> EXERCISE INSTRUCTIONS
Below are the entries. Transcribe exactly the lines from the one with "pkg_arch: &str) ->" through the one with "(BuildTool::Tar, Compression::Xz) =>", ends included, and leave out all others.

> SOURCE MATERIAL
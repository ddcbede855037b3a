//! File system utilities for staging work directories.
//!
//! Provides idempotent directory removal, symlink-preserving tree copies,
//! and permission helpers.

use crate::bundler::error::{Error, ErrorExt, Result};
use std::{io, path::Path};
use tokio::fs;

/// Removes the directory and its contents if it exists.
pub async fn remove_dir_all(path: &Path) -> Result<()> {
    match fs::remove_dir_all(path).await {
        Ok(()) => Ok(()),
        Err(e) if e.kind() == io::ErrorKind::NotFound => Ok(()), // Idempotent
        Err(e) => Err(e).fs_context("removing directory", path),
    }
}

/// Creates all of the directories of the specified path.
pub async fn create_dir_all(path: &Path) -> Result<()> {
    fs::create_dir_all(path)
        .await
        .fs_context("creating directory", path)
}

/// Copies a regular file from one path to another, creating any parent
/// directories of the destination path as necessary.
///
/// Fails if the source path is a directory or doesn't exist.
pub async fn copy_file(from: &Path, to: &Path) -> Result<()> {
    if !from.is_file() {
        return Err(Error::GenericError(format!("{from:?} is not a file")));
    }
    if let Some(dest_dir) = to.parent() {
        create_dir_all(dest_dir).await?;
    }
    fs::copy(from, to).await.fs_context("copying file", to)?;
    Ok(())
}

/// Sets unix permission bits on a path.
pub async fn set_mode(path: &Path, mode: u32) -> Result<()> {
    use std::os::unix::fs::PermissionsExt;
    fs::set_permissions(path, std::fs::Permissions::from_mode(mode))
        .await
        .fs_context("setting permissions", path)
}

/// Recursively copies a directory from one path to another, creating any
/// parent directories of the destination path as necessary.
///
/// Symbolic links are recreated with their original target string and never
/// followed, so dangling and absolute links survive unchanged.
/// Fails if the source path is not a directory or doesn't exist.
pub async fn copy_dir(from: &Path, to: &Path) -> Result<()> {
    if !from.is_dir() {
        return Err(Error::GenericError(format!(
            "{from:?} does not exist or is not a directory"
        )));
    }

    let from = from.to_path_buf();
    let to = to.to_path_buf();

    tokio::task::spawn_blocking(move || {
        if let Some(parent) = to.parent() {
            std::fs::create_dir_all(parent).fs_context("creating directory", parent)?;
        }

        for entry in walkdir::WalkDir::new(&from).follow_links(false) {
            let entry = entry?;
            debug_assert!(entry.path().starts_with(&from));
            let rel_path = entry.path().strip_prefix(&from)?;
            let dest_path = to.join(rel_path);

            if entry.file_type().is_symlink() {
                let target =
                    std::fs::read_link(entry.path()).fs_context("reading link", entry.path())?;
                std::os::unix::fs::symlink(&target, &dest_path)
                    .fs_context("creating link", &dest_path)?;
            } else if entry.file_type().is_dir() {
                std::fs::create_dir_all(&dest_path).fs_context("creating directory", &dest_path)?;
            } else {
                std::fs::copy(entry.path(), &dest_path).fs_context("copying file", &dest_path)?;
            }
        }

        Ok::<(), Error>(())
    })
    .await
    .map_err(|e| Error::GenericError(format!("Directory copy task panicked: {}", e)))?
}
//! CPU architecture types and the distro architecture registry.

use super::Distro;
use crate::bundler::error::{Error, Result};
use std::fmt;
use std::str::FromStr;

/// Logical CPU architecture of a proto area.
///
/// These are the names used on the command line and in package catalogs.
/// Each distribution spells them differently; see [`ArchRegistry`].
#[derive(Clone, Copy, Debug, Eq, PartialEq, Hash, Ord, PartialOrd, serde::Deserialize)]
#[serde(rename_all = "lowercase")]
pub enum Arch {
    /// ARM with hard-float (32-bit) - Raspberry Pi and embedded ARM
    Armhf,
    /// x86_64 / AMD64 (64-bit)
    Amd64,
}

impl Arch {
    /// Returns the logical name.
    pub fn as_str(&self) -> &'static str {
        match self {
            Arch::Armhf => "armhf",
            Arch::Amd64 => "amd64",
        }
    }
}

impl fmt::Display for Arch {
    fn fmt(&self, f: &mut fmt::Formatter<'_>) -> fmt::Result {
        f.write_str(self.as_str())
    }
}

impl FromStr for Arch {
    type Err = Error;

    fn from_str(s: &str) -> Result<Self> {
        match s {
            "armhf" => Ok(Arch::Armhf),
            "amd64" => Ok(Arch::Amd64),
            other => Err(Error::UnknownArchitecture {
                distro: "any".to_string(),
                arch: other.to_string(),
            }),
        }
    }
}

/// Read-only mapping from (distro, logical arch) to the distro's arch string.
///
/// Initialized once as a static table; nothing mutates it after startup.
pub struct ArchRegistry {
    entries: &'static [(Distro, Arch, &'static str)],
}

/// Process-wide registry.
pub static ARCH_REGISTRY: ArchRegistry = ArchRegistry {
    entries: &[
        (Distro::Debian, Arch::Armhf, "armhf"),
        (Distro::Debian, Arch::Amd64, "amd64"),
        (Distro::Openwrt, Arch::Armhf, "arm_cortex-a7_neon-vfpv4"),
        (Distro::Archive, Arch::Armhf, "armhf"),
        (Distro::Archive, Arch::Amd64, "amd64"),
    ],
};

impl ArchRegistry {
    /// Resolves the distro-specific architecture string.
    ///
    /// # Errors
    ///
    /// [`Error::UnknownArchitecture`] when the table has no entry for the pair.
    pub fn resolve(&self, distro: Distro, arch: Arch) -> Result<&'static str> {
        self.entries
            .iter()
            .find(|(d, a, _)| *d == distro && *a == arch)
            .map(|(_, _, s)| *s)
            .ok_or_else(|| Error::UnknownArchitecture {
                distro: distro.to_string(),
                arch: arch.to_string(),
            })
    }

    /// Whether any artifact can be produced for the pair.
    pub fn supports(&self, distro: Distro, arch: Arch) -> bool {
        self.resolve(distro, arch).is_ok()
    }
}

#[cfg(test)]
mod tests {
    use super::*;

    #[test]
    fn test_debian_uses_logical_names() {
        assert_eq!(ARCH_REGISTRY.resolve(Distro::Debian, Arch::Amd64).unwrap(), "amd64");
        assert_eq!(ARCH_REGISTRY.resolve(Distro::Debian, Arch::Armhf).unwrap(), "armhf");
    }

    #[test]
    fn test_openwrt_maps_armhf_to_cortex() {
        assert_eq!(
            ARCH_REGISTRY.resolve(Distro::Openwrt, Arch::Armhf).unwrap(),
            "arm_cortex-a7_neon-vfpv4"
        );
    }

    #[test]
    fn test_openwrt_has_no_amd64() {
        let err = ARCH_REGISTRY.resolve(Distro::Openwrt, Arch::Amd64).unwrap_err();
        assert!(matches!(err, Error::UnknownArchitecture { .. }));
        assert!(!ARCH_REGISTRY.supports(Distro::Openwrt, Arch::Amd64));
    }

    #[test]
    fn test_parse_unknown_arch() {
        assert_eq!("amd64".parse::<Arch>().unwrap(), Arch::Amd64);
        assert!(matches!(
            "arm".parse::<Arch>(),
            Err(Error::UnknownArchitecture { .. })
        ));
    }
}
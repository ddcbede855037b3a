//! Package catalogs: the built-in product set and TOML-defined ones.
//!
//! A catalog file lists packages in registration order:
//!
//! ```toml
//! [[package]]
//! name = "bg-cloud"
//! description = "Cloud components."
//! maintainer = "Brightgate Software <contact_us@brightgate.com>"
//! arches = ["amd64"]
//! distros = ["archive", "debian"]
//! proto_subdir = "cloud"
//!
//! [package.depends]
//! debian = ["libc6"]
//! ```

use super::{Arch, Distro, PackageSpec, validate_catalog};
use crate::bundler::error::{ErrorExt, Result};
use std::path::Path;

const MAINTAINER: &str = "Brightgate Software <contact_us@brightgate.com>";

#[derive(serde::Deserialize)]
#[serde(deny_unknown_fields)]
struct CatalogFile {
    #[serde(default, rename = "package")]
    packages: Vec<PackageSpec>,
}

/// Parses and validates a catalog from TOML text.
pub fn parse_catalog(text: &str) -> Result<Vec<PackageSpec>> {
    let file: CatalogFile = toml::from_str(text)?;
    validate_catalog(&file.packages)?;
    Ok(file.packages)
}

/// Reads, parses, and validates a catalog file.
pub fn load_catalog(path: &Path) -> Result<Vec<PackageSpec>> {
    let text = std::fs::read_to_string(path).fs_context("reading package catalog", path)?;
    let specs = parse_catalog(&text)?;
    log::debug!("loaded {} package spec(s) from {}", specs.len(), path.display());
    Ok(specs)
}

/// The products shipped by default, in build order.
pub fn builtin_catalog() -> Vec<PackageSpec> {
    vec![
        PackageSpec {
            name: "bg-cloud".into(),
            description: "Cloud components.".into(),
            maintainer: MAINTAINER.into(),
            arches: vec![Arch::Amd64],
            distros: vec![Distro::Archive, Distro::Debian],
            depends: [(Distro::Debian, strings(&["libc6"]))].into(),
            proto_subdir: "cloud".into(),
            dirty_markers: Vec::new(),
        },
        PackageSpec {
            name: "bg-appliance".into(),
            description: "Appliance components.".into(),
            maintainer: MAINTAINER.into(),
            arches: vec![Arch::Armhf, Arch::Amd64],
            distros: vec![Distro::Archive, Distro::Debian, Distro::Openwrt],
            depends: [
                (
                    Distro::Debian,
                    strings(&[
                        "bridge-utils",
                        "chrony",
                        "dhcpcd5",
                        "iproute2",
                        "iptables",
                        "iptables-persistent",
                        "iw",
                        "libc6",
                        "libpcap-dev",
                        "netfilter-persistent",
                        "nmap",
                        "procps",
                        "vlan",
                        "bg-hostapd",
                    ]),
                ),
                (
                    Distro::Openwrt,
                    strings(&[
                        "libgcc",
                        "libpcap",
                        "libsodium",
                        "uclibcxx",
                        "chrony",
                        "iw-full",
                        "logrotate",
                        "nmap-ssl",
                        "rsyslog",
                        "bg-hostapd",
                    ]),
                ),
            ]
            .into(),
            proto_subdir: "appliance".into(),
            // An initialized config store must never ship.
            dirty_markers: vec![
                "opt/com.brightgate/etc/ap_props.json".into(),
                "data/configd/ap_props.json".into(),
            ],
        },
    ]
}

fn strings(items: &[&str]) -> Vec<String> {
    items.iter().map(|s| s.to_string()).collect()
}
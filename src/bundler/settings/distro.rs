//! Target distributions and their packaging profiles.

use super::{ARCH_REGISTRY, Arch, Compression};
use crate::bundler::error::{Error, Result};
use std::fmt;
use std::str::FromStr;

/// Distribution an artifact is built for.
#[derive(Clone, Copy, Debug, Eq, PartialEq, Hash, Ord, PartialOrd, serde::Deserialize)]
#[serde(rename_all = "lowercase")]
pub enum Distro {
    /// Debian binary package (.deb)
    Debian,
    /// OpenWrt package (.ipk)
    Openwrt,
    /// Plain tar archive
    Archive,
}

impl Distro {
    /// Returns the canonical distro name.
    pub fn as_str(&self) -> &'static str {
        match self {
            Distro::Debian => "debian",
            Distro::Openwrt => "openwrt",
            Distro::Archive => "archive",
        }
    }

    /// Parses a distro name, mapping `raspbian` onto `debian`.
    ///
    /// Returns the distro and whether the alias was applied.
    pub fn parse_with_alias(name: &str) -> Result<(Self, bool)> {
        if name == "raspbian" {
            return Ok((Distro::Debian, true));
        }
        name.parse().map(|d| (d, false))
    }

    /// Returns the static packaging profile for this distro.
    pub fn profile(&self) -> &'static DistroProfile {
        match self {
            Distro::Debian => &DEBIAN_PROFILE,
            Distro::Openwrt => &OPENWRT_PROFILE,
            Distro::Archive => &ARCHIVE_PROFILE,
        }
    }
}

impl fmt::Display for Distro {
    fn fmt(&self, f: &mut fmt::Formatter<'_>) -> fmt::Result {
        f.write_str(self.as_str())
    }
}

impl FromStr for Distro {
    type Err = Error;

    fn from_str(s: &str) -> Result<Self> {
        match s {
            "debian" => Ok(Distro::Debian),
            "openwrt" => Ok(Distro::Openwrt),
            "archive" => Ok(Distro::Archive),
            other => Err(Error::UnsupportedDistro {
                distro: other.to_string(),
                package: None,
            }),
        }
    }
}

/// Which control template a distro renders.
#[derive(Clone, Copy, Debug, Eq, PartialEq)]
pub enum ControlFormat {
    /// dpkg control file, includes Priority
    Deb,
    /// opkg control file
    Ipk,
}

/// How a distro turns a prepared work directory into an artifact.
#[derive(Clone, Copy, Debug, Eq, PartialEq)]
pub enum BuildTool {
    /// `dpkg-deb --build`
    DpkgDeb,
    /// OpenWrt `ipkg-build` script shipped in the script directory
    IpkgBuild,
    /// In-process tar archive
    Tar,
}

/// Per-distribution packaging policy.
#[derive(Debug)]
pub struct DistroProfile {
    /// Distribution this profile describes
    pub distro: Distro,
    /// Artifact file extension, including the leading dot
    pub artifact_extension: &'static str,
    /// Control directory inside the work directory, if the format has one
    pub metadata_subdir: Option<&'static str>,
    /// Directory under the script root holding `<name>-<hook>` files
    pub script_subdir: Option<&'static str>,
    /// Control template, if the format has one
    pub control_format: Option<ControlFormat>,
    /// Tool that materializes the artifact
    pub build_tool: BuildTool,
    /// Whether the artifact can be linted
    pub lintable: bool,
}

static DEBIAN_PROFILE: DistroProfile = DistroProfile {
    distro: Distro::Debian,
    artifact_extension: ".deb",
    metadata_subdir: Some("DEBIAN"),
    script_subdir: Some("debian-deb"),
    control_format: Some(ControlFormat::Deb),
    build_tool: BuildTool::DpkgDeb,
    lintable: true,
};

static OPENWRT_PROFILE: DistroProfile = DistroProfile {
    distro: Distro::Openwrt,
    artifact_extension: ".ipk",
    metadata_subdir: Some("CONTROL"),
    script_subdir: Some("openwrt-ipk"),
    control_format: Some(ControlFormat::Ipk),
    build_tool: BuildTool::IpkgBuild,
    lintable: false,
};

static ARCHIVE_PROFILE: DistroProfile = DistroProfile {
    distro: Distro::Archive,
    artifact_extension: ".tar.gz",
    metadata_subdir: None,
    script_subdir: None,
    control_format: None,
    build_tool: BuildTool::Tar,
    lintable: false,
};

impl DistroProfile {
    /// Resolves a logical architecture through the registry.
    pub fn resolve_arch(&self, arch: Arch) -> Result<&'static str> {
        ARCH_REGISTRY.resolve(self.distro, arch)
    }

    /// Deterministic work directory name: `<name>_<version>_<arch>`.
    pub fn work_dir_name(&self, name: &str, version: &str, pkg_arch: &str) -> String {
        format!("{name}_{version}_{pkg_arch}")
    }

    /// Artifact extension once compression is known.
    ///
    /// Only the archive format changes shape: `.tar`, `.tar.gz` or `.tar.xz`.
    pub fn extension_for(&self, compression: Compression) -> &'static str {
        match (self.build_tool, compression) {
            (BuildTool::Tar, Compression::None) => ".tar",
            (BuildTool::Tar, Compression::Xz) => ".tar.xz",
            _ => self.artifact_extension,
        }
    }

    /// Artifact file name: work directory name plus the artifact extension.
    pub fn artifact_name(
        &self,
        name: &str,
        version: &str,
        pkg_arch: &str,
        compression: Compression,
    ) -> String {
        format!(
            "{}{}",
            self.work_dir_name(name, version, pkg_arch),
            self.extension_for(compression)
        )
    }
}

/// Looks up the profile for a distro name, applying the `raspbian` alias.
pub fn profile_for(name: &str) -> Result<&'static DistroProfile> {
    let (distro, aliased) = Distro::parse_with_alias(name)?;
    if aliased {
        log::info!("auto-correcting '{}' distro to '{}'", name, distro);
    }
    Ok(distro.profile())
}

> SOLUTION BELOW
    pub fn work_dir_name(&self, name: &str, version: &str, pkg_arch: &str) -> String {
        format!("{name}_{version}_{pkg_arch}")
    }

    /// Artifact extension once compression is known.
    ///
    /// Only the archive format changes shape: `.tar`, `.tar.gz` or `.tar.xz`.
    pub fn extension_for(&self, compression: Compression) -> &'static str {
        match (self.build_tool, compression) {
            (BuildTool::Tar, Compression::None) => ".tar",
            (BuildTool::Tar, Compression::Xz) => ".tar.xz",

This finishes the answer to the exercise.